I felt, both on first hearing and subsequent reading, that it had the element I most look for in writing of any kind, which is what I call 'heart." In the poem I heard the note that I believe resonates in all great art and reaches out to the listener, the reader, or the viewer: that depiction of what NZ poet, Dr Glenn Colquhoun, has described as the "ache" of our human condition.
Part of that depiction may be gritty reality, another part may be compassion—both qualities that I found in Brian Turner's first collection Here, Bullet, a series of poems written during his service with the 3rd Stryker Brigade in Iraq. As I noted on January 24: "...the poems observe, record, note, but make no judgments outside of the personal—leaving the reader to make up his or her own mind on the subject of this war, its brutality and its human cost." In this sense, it's, "...war poetry in the tradition of the First World War poet, Wilfrid Owen, who wrote: 'My subject is War, and the pity of War. The Poetry is in the pity.'"

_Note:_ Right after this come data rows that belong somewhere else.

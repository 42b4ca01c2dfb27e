//! Prompt selection for a round.
//!
//! Room-scoped cards of the required flavor win over the global catalog;
//! when neither has one, the reserve card is used. Picks are uniform and
//! carry no memory of earlier rounds.

use std::sync::Mutex;

use smyslov_core::error::DomainError;
use smyslov_core::model::{Card, Prompt, RoomCode, RoundType};
use smyslov_core::repository::GameRepository;
use smyslov_core::rng::DeterministicRng;
use tracing::debug;

use crate::domain::cards::reserve_card;

/// Where a selected prompt came from.
#[derive(Debug, Clone, Copy, PartialEq, Eq)]
pub enum PromptSource {
    /// The room's custom cards.
    Custom,
    /// The global catalog.
    Global,
    /// The built-in reserve card.
    Reserve,
}

/// A prompt chosen for a round.
#[derive(Debug, Clone, PartialEq, Eq)]
pub struct SelectedPrompt {
    /// The prompt to show.
    pub prompt: Prompt,
    /// Where it came from.
    pub source: PromptSource,
}

fn pick(
    cards: &[Card],
    rng: &Mutex<dyn DeterministicRng + Send>,
) -> Result<Option<Prompt>, DomainError> {
    if cards.is_empty() {
        return Ok(None);
    }
    // Lock RNG only for the synchronous pick, never across an await.
    let index = rng
        .lock()
        .map_err(|e| DomainError::Infrastructure(format!("RNG mutex poisoned: {e}")))?
        .pick_index(cards.len());
    Ok(Some(Prompt::from_card(&cards[index])))
}

/// Selects the prompt for a round of `round_type` in `room_code`.
///
/// # Errors
///
/// Returns `DomainError::Infrastructure` if the card catalog cannot be read.
pub async fn select_prompt(
    room_code: &RoomCode,
    round_type: RoundType,
    repo: &dyn GameRepository,
    rng: &Mutex<dyn DeterministicRng + Send>,
) -> Result<SelectedPrompt, DomainError> {
    let is_blitz = round_type.is_blitz();

    let custom = repo.list_cards(Some(room_code), is_blitz).await?;
    let selected = if let Some(prompt) = pick(&custom, rng)? {
        SelectedPrompt {
            prompt,
            source: PromptSource::Custom,
        }
    } else {
        let global = repo.list_cards(None, is_blitz).await?;
        match pick(&global, rng)? {
            Some(prompt) => SelectedPrompt {
                prompt,
                source: PromptSource::Global,
            },
            None => SelectedPrompt {
                prompt: Prompt::from_card(&reserve_card()),
                source: PromptSource::Reserve,
            },
        }
    };

    debug!(
        room_code = %room_code,
        ?round_type,
        source = ?selected.source,
        "prompt selected"
    );
    Ok(selected)
}
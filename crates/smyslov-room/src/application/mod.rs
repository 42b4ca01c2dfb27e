//! Command and query handlers plus the per-room round machinery.

pub mod barrier;
pub mod command_handlers;
pub mod context;
mod publisher;
pub mod query_handlers;
mod registry;
pub mod round_coordinator;
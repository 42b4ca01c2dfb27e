//! Test repositories: `GameRepository` implementations for tests.

use std::collections::BTreeMap;
use std::sync::Mutex;
use std::sync::atomic::{AtomicBool, Ordering};

use async_trait::async_trait;
use smyslov_core::error::DomainError;
use smyslov_core::model::{Card, Player, Room, RoomCode, UserId};
use smyslov_core::repository::GameRepository;

#[derive(Debug, Default)]
struct Store {
    rooms: BTreeMap<RoomCode, Room>,
    players: Vec<Player>,
    cards: Vec<Card>,
}

/// A repository holding everything in memory. Can be switched to fail every
/// call to simulate an outage in the middle of a round.
#[derive(Debug, Default)]
pub struct InMemoryRepository {
    store: Mutex<Store>,
    unavailable: AtomicBool,
}

impl InMemoryRepository {
    /// Create an empty repository.
    #[must_use]
    pub fn new() -> Self {
        Self::default()
    }

    /// Create a repository pre-loaded with `cards`.
    ///
    /// # Panics
    ///
    /// Panics if the internal mutex is poisoned.
    #[must_use]
    pub fn with_cards(cards: Vec<Card>) -> Self {
        let repo = Self::new();
        repo.store.lock().unwrap().cards = cards;
        repo
    }

    /// Makes every subsequent call fail (or succeed again).
    pub fn set_unavailable(&self, unavailable: bool) {
        self.unavailable.store(unavailable, Ordering::SeqCst);
    }

    /// Snapshot of a stored room.
    ///
    /// # Panics
    ///
    /// Panics if the internal mutex is poisoned.
    pub fn room(&self, code: &RoomCode) -> Option<Room> {
        self.store.lock().unwrap().rooms.get(code).cloned()
    }

    /// Snapshot of one player.
    ///
    /// # Panics
    ///
    /// Panics if the internal mutex is poisoned.
    pub fn player(&self, code: &RoomCode, user_id: UserId) -> Option<Player> {
        self.store
            .lock()
            .unwrap()
            .players
            .iter()
            .find(|p| &p.room_code == code && p.user_id == user_id)
            .cloned()
    }

    /// Snapshot of every card, global and room-scoped.
    ///
    /// # Panics
    ///
    /// Panics if the internal mutex is poisoned.
    pub fn cards(&self) -> Vec<Card> {
        self.store.lock().unwrap().cards.clone()
    }

    fn check(&self) -> Result<(), DomainError> {
        if self.unavailable.load(Ordering::SeqCst) {
            return Err(DomainError::Infrastructure("connection refused".into()));
        }
        Ok(())
    }
}

#[async_trait]
impl GameRepository for InMemoryRepository {
    async fn get_room(&self, code: &RoomCode) -> Result<Option<Room>, DomainError> {
        self.check()?;
        Ok(self.room(code))
    }

    async fn save_room(&self, room: &Room) -> Result<(), DomainError> {
        self.check()?;
        self.store
            .lock()
            .unwrap()
            .rooms
            .insert(room.code.clone(), room.clone());
        Ok(())
    }

    async fn delete_room(&self, code: &RoomCode) -> Result<(), DomainError> {
        self.check()?;
        self.store.lock().unwrap().rooms.remove(code);
        Ok(())
    }

    async fn list_players(&self, code: &RoomCode) -> Result<Vec<Player>, DomainError> {
        self.check()?;
        let mut players: Vec<Player> = self
            .store
            .lock()
            .unwrap()
            .players
            .iter()
            .filter(|p| &p.room_code == code)
            .cloned()
            .collect();
        players.sort_by_key(|p| p.joined_seq);
        Ok(players)
    }

    async fn find_player(&self, user_id: UserId) -> Result<Vec<Player>, DomainError> {
        self.check()?;
        Ok(self
            .store
            .lock()
            .unwrap()
            .players
            .iter()
            .filter(|p| p.user_id == user_id)
            .cloned()
            .collect())
    }

    async fn save_player(&self, player: &Player) -> Result<(), DomainError> {
        self.check()?;
        let mut store = self.store.lock().unwrap();
        match store
            .players
            .iter_mut()
            .find(|p| p.room_code == player.room_code && p.user_id == player.user_id)
        {
            Some(existing) => *existing = player.clone(),
            None => store.players.push(player.clone()),
        }
        Ok(())
    }

    async fn delete_player(&self, code: &RoomCode, user_id: UserId) -> Result<(), DomainError> {
        self.check()?;
        self.store
            .lock()
            .unwrap()
            .players
            .retain(|p| !(&p.room_code == code && p.user_id == user_id));
        Ok(())
    }

    async fn list_cards(
        &self,
        room: Option<&RoomCode>,
        is_blitz: bool,
    ) -> Result<Vec<Card>, DomainError> {
        self.check()?;
        Ok(self
            .store
            .lock()
            .unwrap()
            .cards
            .iter()
            .filter(|c| c.is_blitz == is_blitz && c.room_code.as_ref() == room)
            .cloned()
            .collect())
    }

    async fn save_cards(&self, cards: &[Card]) -> Result<(), DomainError> {
        self.check()?;
        self.store.lock().unwrap().cards.extend_from_slice(cards);
        Ok(())
    }

    async fn delete_cards_for_room(&self, code: &RoomCode) -> Result<(), DomainError> {
        self.check()?;
        self.store
            .lock()
            .unwrap()
            .cards
            .retain(|c| c.room_code.as_ref() != Some(code));
        Ok(())
    }
}

/// A repository that always returns an infrastructure error. Useful for
/// testing error-handling paths.
#[derive(Debug)]
pub struct FailingRepository;

fn refused<T>() -> Result<T, DomainError> {
    Err(DomainError::Infrastructure("connection refused".into()))
}

#[async_trait]
impl GameRepository for FailingRepository {
    async fn get_room(&self, _code: &RoomCode) -> Result<Option<Room>, DomainError> {
        refused()
    }

    async fn save_room(&self, _room: &Room) -> Result<(), DomainError> {
        refused()
    }

    async fn delete_room(&self, _code: &RoomCode) -> Result<(), DomainError> {
        refused()
    }

    async fn list_players(&self, _code: &RoomCode) -> Result<Vec<Player>, DomainError> {
        refused()
    }

    async fn find_player(&self, _user_id: UserId) -> Result<Vec<Player>, DomainError> {
        refused()
    }

    async fn save_player(&self, _player: &Player) -> Result<(), DomainError> {
        refused()
    }

    async fn delete_player(&self, _code: &RoomCode, _user_id: UserId) -> Result<(), DomainError> {
        refused()
    }

    async fn list_cards(
        &self,
        _room: Option<&RoomCode>,
        _is_blitz: bool,
    ) -> Result<Vec<Card>, DomainError> {
        refused()
    }

    async fn save_cards(&self, _cards: &[Card]) -> Result<(), DomainError> {
        refused()
    }

    async fn delete_cards_for_room(&self, _code: &RoomCode) -> Result<(), DomainError> {
        refused()
    }
}
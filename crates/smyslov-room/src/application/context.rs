//! Shared dependencies of the room handlers.

use std::sync::{Arc, Mutex};

use smyslov_core::clock::Clock;
use smyslov_core::model::RoomCode;
use smyslov_core::notifier::Notifier;
use smyslov_core::repository::GameRepository;
use smyslov_core::rng::DeterministicRng;

use super::registry::{RoomLocks, RoundRegistry};
use crate::config::GameSettings;

/// Ports, settings and per-room runtime state handed to every handler.
///
/// Cloning is cheap; clones share the same round registry and room locks,
/// so every handler for one engine must use clones of one context.
#[derive(Clone)]
pub struct EngineContext {
    /// Storage.
    pub repo: Arc<dyn GameRepository>,
    /// Outbound delivery.
    pub notifier: Arc<dyn Notifier>,
    /// Time source for deadlines and event timestamps.
    pub clock: Arc<dyn Clock>,
    /// Randomness for card picks and room codes.
    pub rng: Arc<Mutex<dyn DeterministicRng + Send>>,
    /// Tunables.
    pub settings: GameSettings,
    pub(crate) rounds: Arc<RoundRegistry>,
    pub(crate) locks: Arc<RoomLocks>,
}

impl EngineContext {
    /// Builds a context with empty round and lock tables.
    #[must_use]
    pub fn new(
        repo: Arc<dyn GameRepository>,
        notifier: Arc<dyn Notifier>,
        clock: Arc<dyn Clock>,
        rng: Arc<Mutex<dyn DeterministicRng + Send>>,
        settings: GameSettings,
    ) -> Self {
        Self {
            repo,
            notifier,
            clock,
            rng,
            settings,
            rounds: Arc::new(RoundRegistry::default()),
            locks: Arc::new(RoomLocks::default()),
        }
    }

    /// Whether `code` has a round whose answer window is open.
    #[must_use]
    pub fn is_collecting(&self, code: &RoomCode) -> bool {
        self.rounds.is_collecting(code)
    }
}
use lachs::Span;

#[lachs::token]
pub enum Token {
    #[terminal("let")]
    Let,
    #[terminal("in")]
    In,
    #[terminal("if")]
    If,
    #[terminal("then")]
    Then,
    #[terminal("else")]
    Else,
    #[terminal("true")]
    True,
    #[terminal("false")]
    False,
    #[literal("[a-zA-Z][a-zA-Z0-9_]*")]
    Ident,
    #[literal("[0-9]+")]
    Integer,
    #[literal(r#""([^"\\]|\\.)*""#)]
    StringLiteral,
    #[terminal("\\")]
    Backslash,
    #[terminal("->")]
    Arrow,
    #[terminal("=")]
    Equals,
    #[terminal("(")]
    LParen,
    #[terminal(")")]
    RParen,
}

impl Token {
    pub fn pos(&self) -> Span {
        match self {
            Token::Let(inner) => inner.position.clone(),
            Token::In(inner) => inner.position.clone(),
            Token::If(inner) => inner.position.clone(),
            Token::Then(inner) => inner.position.clone(),
            Token::Else(inner) => inner.position.clone(),
            Token::True(inner) => inner.position.clone(),
            Token::False(inner) => inner.position.clone(),
            Token::Ident(inner) => inner.position.clone(),
            Token::Integer(inner) => inner.position.clone(),
            Token::StringLiteral(inner) => inner.position.clone(),
            Token::Backslash(inner) => inner.position.clone(),
            Token::Arrow(inner) => inner.position.clone(),
            Token::Equals(inner) => inner.position.clone(),
            Token::LParen(inner) => inner.position.clone(),
            Token::RParen(inner) => inner.position.clone(),
        }
    }

    /// Returns a human-readable description of the token
    pub fn describe(&self) -> String {
        match self {
            Token::Let(_) => "'let'".to_string(),
            Token::In(_) => "'in'".to_string(),
            Token::If(_) => "'if'".to_string(),
            Token::Then(_) => "'then'".to_string(),
            Token::Else(_) => "'else'".to_string(),
            Token::True(_) => "'true'".to_string(),
            Token::False(_) => "'false'".to_string(),
            Token::Ident(inner) => format!("identifier '{}'", inner.value),
            Token::Integer(inner) => format!("integer '{}'", inner.value),
            Token::StringLiteral(inner) => format!("string {}", inner.value),
            Token::Backslash(_) => "'\\'".to_string(),
            Token::Arrow(_) => "'->'".to_string(),
            Token::Equals(_) => "'='".to_string(),
            Token::LParen(_) => "'('".to_string(),
            Token::RParen(_) => "')'".to_string(),
        }
    }
}
//! Literal parsers for the Ruml language

use crate::ast::{Boolean, Ident, Integer, StringLiteral};
use crate::lexer::Token;

use crate::parser::combinators::BoxedParser;
use crate::parser::state::{ParseError, ParseState};

/// Parse an identifier
pub fn ident() -> BoxedParser<Ident> {
    BoxedParser::new(|state: &mut ParseState| match state.peek() {
        Some(Token::Ident(_)) => {
            if let Token::Ident(id) = state.advance().unwrap() {
                Ok(Ident {
                    value: id.value,
                    position: id.position,
                })
            } else {
                unreachable!()
            }
        }
        Some(tok) => {
            let err = ParseError::new("unexpected token")
                .expected("identifier")
                .found(tok.describe())
                .at(tok.pos());
            state.record_error(err.clone());
            Err(err)
        }
        None => {
            let err = ParseError::new("unexpected end of input").expected("identifier");
            state.record_error(err.clone());
            Err(err)
        }
    })
}

/// Parse an integer literal
pub fn integer() -> BoxedParser<Integer> {
    BoxedParser::new(|state: &mut ParseState| match state.peek() {
        Some(Token::Integer(_)) => {
            if let Token::Integer(int) = state.advance().unwrap() {
                Ok(Integer {
                    value: int.value.parse().expect("The grammar should prevent this"),
                    position: int.position,
                })
            } else {
                unreachable!()
            }
        }
        Some(tok) => {
            let err = ParseError::new("unexpected token")
                .expected("integer")
                .found(tok.describe())
                .at(tok.pos());
            state.record_error(err.clone());
            Err(err)
        }
        None => {
            let err = ParseError::new("unexpected end of input").expected("integer");
            state.record_error(err.clone());
            Err(err)
        }
    })
}

/// Parse a string literal
///
/// The lexeme includes the surrounding quotes; they are stripped here.
pub fn string_literal() -> BoxedParser<StringLiteral> {
    BoxedParser::new(|state: &mut ParseState| match state.peek() {
        Some(Token::StringLiteral(_)) => {
            if let Token::StringLiteral(s) = state.advance().unwrap() {
                Ok(StringLiteral {
                    value: s.value.trim_matches('"').to_string(),
                    position: s.position,
                })
            } else {
                unreachable!()
            }
        }
        Some(tok) => {
            let err = ParseError::new("unexpected token")
                .expected("string")
                .found(tok.describe())
                .at(tok.pos());
            state.record_error(err.clone());
            Err(err)
        }
        None => {
            let err = ParseError::new("unexpected end of input").expected("string");
            state.record_error(err.clone());
            Err(err)
        }
    })
}

/// Parse a boolean literal: "true" | "false"
pub fn boolean() -> BoxedParser<Boolean> {
    BoxedParser::new(|state: &mut ParseState| match state.peek() {
        Some(Token::True(_)) => {
            let tok = state.advance().unwrap();
            Ok(Boolean {
                value: true,
                position: tok.pos(),
            })
        }
        Some(Token::False(_)) => {
            let tok = state.advance().unwrap();
            Ok(Boolean {
                value: false,
                position: tok.pos(),
            })
        }
        Some(tok) => {
            let err = ParseError::new("unexpected token")
                .expected("boolean")
                .found(tok.describe())
                .at(tok.pos());
            state.record_error(err.clone());
            Err(err)
        }
        None => {
            let err = ParseError::new("unexpected end of input").expected("boolean");
            state.record_error(err.clone());
            Err(err)
        }
    })
}
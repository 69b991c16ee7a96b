//! # Abstract Syntax Tree for Ruml Expressions
//!
//! This module defines the expression tree produced by the parser and
//! consumed by type inference.
//!
//! ## Pipeline Position
//!
//! ```text
//! Lexer → Token Stream → Parser → [AST] → Type Inference
//! ```
//!
//! Ruml is an expression language: a program is a single expression, and
//! the surface syntax maps one-to-one onto the tree. Lambdas take exactly
//! one parameter (multi-parameter functions are written curried, `\x ->
//! \y -> ...`), and function calls take exactly one argument (application
//! is left-associative juxtaposition, so `f x y` is `(f x) y`). Because of
//! this the tree needs no desugaring before inference.
//!
//! Every node carries a [`lachs::Span`] so later phases can point error
//! messages at the source.

pub mod expression;

pub use expression::*;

Brian Turner's second collection, Phantom Noise, is still war poetry, but this is no longer the poetry of the combat zone but of its aftermath, that return to civilian life where the experiences of war, even when the individual tries to keep them locked down, still bleed into everyday life so that in the poem At Lowe's Home Improvement Center,
"... standing in aisle 16 ...
I bust a 50 pound box of double-headed nails
open ... their oily bright shanks
and diamond points like firing pins
from M-4s and M-16s."
Again, there are many powerful and moving poems in Phantom Noise, but two epitomise the collection for me—perhaps appropriately given they are also its first and last poems: VA Hospital Confessional, which I have featured today, and The One Square Inch Project.
For me, VA Hospital Confessional is all about the memories bleeding through:
"I tell no one, but sometimes late at night
I uncover rifles and bullets within me"
and
"Other nights I drive through Baghdad.
Firebaugh. Bakersfield. Kettleman City."
The landscapes of war are bleeding into those of home. But this is also a poem about emotional disconnection, perhaps most tellingly encapsulated in the lines:
"She closes her eyes when I fuck her. I imagine
she's far away and we don't use the word love."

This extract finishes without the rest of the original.